As with most people, I’ve had a friendship that took advantage and hurt me pretty badly. That, as with all life, is part of our spiritual growth. Even though I look at it in that light, it still leaves me feeling uneasy. Any time you have a loved one, friend or otherwise, that uses you for their own means and then lies about it to hide their guilt, even I, a good psychic, has to feel awful at being done that way. You want to give friends more than the benefit of a doubt but sometimes you just can’t.
My two friends are husband and wife. You probably know what happened. When you’re my friend and we’re talking, the psychic comes out. With me, I’m psychic twenty-four-seven. One day while talking with him, I saw another woman and mentioned it to him. Because I didn’t want to believe he would do that to her and because the other woman looked a lot like her, I gave him the benefit of a doubt. That is until he wanted me to side with him and his wife called and asked me point blank about our conversation. I was in the middle with no way out and I can’t lie. Guess I could but let’s say, I choose not to. Anyway, after two cases of hives because I love these two so much, I said goodbye and tried not to look back.
That was about four years ago. After Claude had the stroke, the wife came to see me and wanted to make up but she said, she wanted me to give her husband a reading too. She didn’t even seem to care that I had a lot going through a lot with Claude at the time. That hurt too because the four of us had always been close. When she saw how I felt about her asking me to read for her husband, who, by the way, had called me all manner of names including a liar, she told me that she was sorry and wouldn’t ask that of me again. To me though, the damage had been done. I told her that she was the one who’d hurt me. Her husband was lashing out because he thought I’d betrayed him even though he knew how close she and I were.

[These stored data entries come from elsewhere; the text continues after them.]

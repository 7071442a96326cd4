//! Adds syntax-rule-id-based skipping and the `parse_until` driving loop
//! on top of the base [`Parser`], resolving rule ids against the
//! parser's own `LanguageDefinition` instead of requiring the caller to
//! hold a `SyntaxRule` directly.

use crate::error::{Error, FatalError};
use crate::opcode::OPCODE_EOS;
use crate::rule::RuleId;
use crate::scanner::Scanner;

use super::Parser;

impl<Sc: Scanner> Parser<Sc> {
    /// Reports a syntax error and skips to the next token matching the
    /// syntax rule `rule_id` names, or does nothing if `rule_id` is not
    /// defined in this parser's language.
    pub fn resync_to_rule(&mut self, rule_id: RuleId, message: impl Into<String>) {
        let Some(rule) = self.language.borrow().syntax_rule(rule_id).cloned() else {
            return;
        };
        self.resync_to(&rule, message);
    }

    pub fn skip_to_rule(&mut self, rule_id: RuleId, silence: bool) {
        let Some(rule) = self.language.borrow().syntax_rule(rule_id).cloned() else {
            return;
        };
        self.skip_to(&rule, silence);
    }

    pub fn skip_over_rule(&mut self, rule_id: RuleId, silence: bool) {
        let Some(rule) = self.language.borrow().syntax_rule(rule_id).cloned() else {
            return;
        };
        self.skip_over(&rule, silence);
    }

    /// Repeatedly invokes `parse_one` — the grammar's own per-item parse
    /// step — until the current token matches the syntax rule `rule_id`
    /// names. Returns the number of items that raised a (recoverable)
    /// error, or `-1` if `rule_id` names no rule in this parser's
    /// language, or propagates a fatal error immediately.
    ///
    /// Reaching end-of-stream before the terminating rule matches is
    /// fatal unless the rule itself includes the end-of-stream opcode —
    /// a grammar that wants `parse_until` to run to the end of its input
    /// should include `OPCODE_EOS` in the rule it passes.
    pub fn parse_until(
        &mut self,
        rule_id: RuleId,
        mut parse_one: impl FnMut(&mut Self) -> Result<(), Error>,
    ) -> Result<isize, Error> {
        let Some(rule) = self.language.borrow().syntax_rule(rule_id).cloned() else {
            return Ok(-1);
        };
        let mut error_count: isize = 0;
        loop {
            if rule.has(self.current().opcode) {
                return Ok(error_count);
            }
            if self.is_at_end() {
                if rule.has(OPCODE_EOS) {
                    return Ok(error_count);
                }
                let source_name = self.source_name().to_string();
                let line = self.line_number();
                let fatal: FatalError = self
                    .log()
                    .borrow_mut()
                    .fatal_error(format!("{source_name}:{line}: unexpected end of stream"));
                return Err(fatal.into());
            }
            match parse_one(self) {
                Ok(()) => {}
                Err(Error::Fatal(f)) => return Err(Error::Fatal(f)),
                Err(_) => error_count += 1,
            }
        }
    }
}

Just because they were gone from my life, because you know how much stress I’ve seen in the last four years because of Claude’s illness, didn’t mean I didn’t still think of them and love them. But I didn’t need the stress of the two of them added to other; let’s call them, spiritual growth spurts. So, I’ve stayed away. At any rate her husband just added to that with an email. He told me that he was sorry for his part and that I need to get over it. No, I’m not kidding. That’s the way he put it in so many words.
What I haven’t told you is that we’re going through some more issues with Claude. Seems the four of us tend to step in on each other at some extraordinary times. I do miss them but I don’t need the added stress. What do think I should do?